Caro Direttore,
la teoria evoluzionistica ci insegna che il bisogno agisce sulla struttura dei viventi modificandone ed alterandone i tratti per finalizzarli al proprio soddisfacimento. Essa non nega una primigenia fonte “creativa”, ma le si adatta, spiegando razionalmente i continui, impercettibili per la loro lentezza, cambiamenti che riguardano l’intero universo. E’, in fondo, una ottimistica legge “di vita”: nulla si crea e nulla si distrugge, tutto si trasforma.
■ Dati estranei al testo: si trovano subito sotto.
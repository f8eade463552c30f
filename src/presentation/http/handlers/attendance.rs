//! Attendance Handlers
//!
//! Thin adapters over [`AttendanceService`](crate::application::services::AttendanceService);
//! its errors map to 400 (duplicate, no seat) and 404 (missing records).

use axum::{extract::State, http::StatusCode, Json};
use serde_json::Value;

use crate::application::dto::request::{CheckInRequest, UpdateAttendanceRequest};
use crate::application::dto::ApiResponse;
use crate::domain::{Attendance, AttendanceDetail};
use crate::presentation::http::extractors::{Id, ValidatedJson};
use crate::shared::error::AppError;
use crate::startup::AppState;

/// List all attendance records
pub async fn list_attendance(
    State(state): State<AppState>,
) -> Result<Json<ApiResponse<Vec<AttendanceDetail>>>, AppError> {
    let records = state.attendance.list().await?;
    Ok(Json(ApiResponse::list(records)))
}

/// Attendance for one session
pub async fn list_schedule_attendance(
    State(state): State<AppState>,
    Id(schedule_id): Id,
) -> Result<Json<ApiResponse<Vec<AttendanceDetail>>>, AppError> {
    let records = state.attendance.list_for_schedule(schedule_id).await?;
    Ok(Json(ApiResponse::list(records)))
}

pub async fn get_attendance(
    State(state): State<AppState>,
    Id(attendance_id): Id,
) -> Result<Json<ApiResponse<Attendance>>, AppError> {
    let record = state.attendance.get(attendance_id).await?;
    Ok(Json(ApiResponse::item(record)))
}

/// Check a member in to a session
pub async fn check_in(
    State(state): State<AppState>,
    ValidatedJson(body): ValidatedJson<CheckInRequest>,
) -> Result<(StatusCode, Json<ApiResponse<Value>>), AppError> {
    let status = body.status()?;
    let attendance_id = state
        .attendance
        .check_in(body.schedule_id, body.member_id, status)
        .await?;

    Ok((
        StatusCode::CREATED,
        Json(ApiResponse::created(
            "Attendance recorded successfully",
            "attendance_id",
            attendance_id,
        )),
    ))
}

pub async fn update_attendance_status(
    State(state): State<AppState>,
    Id(attendance_id): Id,
    ValidatedJson(body): ValidatedJson<UpdateAttendanceRequest>,
) -> Result<Json<ApiResponse<()>>, AppError> {
    let status = body.status()?;
    state.attendance.update_status(attendance_id, status).await?;
    Ok(Json(ApiResponse::message(
        "Attendance status updated successfully",
    )))
}

/// Cancel a check-in and give the seat back
pub async fn cancel_check_in(
    State(state): State<AppState>,
    Id(attendance_id): Id,
) -> Result<Json<ApiResponse<()>>, AppError> {
    state.attendance.cancel_check_in(attendance_id).await?;
    Ok(Json(ApiResponse::message(
        "Attendance record deleted successfully",
    )))
}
Ho avuto la fortuna, nella mia formazione professionale, di avere come docente di Anatomia, un grande scienziato, Gustavo Lambertini, che era anche un grande “umanista” e un fervente cattolico: apparteneva ad una famiglia che aveva dato alla luce un grande Papa, Benedetto XIV, al secolo Prospero Lambertini. Morto nella seconda metà del 1700, fu un papa “illuminato”, precorrendo i tempi del futuro movimento di pensiero che poi cambierà il mondo.
Le sue lezioni non erano sterili esposizioni scientifiche, ma conferenze ricche di spessore umano come solo gli umanisti sanno sentire e spiegare.
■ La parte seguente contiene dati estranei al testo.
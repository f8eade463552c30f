//! Telemetry and Observability
//!
//! Structured logging setup.

use tracing_subscriber::{fmt, layer::SubscriberExt, util::SubscriberInitExt, EnvFilter};

const DEFAULT_FILTER: &str = "info,fitness_club=debug,sqlx=warn,tower_http=debug";

/// Initialize tracing subscriber
///
/// `RUST_LOG` overrides the default filter. `LOG_FORMAT=json` switches to
/// one JSON object per line.
pub fn init_tracing() {
    let env_filter =
        EnvFilter::try_from_default_env().unwrap_or_else(|_| EnvFilter::new(DEFAULT_FILTER));

    let json = std::env::var("LOG_FORMAT")
        .map(|v| v.eq_ignore_ascii_case("json"))
        .unwrap_or(false);

    let registry = tracing_subscriber::registry().with(env_filter);

    if json {
        registry
            .with(fmt::layer().json().with_current_span(true))
            .init();
    } else {
        registry
            .with(
                fmt::layer()
                    .with_target(true)
                    .with_thread_ids(true)
                    .with_file(true)
                    .with_line_number(true),
            )
            .init();
    }

    tracing::info!("Tracing initialized");
}
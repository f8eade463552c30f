//! # Fitness Club Library
//!
//! A JSON API for running fitness clubs: members, trainers, clubs,
//! membership contracts, workout scheduling and attendance.
//!
//! The attendance workflow keeps every session's seat counter consistent
//! with its attendance rows, including under concurrent check-ins.
//!
//! ## Architecture
//!
//! The crate follows Clean Architecture principles:
//!
//! - **Domain Layer**: Core business entities and repository traits
//! - **Application Layer**: Attendance workflow service and DTOs
//! - **Infrastructure Layer**: PostgreSQL repositories, transactions, metrics
//! - **Presentation Layer**: HTTP routes, handlers and middleware
//!
//! ## Module Structure
//!
//! ```text
//! fitness_club/
//! +-- config/         Configuration management
//! +-- domain/         Domain entities and repository traits
//! +-- application/    Application services and DTOs
//! +-- infrastructure/ Database, repositories and metrics
//! +-- presentation/   HTTP routes, handlers and middleware
//! +-- shared/         Common utilities (errors, validation)
//! ```

// Configuration module
pub mod config;

// Domain layer - Core business logic
pub mod domain;

// Application layer - Business services
pub mod application;

// Infrastructure layer - External implementations
pub mod infrastructure;

// Presentation layer - HTTP handlers
pub mod presentation;

// Shared utilities
pub mod shared;

// Application startup and state management
pub mod startup;

// Telemetry and observability
pub mod telemetry;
Così ci spiegava che l’uomo è il solo animale a possedere una curvatura all’indietro del rachide cervicale (una lordosi) e quindi il solo animale a poter alzare tutto il capo a guardare il cielo alla ricerca del sole e del suo creatore!
Ma oggi l’uomo non guarda più in alto: preferisce abbassare la testa per immergerla in quel diabolico strumento che è il “telefonino” e rimanere per ore ed ore in quella posizione. Così col tempo sparirà lentamente quella lordosi cervicale, si trasformerà in “cifosi” (curvatura anteriore) e l’Homo da “erectus” tornerà “curvatus”. Una involuzione paradossalmente generata dal… progresso!
A farlo notare un grande scrittore, Alessandro D’Avenia, in un trafiletto di prima pagina sul Corriere della Sera.
Un processo più che mai evidente in questo periodo dell’anno, quando “Primavera d’intorno brilla nell’aria e per li campi esulta, sì che a mirarla intenerisce il core” come cantava Leopardi. Noi non ci fermiamo più ad ascoltare “greggi belar, muggire armenti” o a guardare “gli altri augelli contenti” che “per lo libero ciel fan mille giri”; no, noi abbiamo lo sguardo fisso sul telefonino e la testa innaturalmente china! Ci estraniamo barbaramente dal mondo che ci circonda.
Conclude D’Avenia, sottolineando che il fine della vita è la gioia: “per questo un giorno ci alzammo in piedi. Per questo ogni giorno ci alziamo in piedi: per essere all’altezza (se all’altezza non rinunciamo per un telefono) della gioia che ci aspetta e che ci spetta)”.
Ritorniamo, se ancora possibile, ad essere uomini. “Erecti”, naturalmente.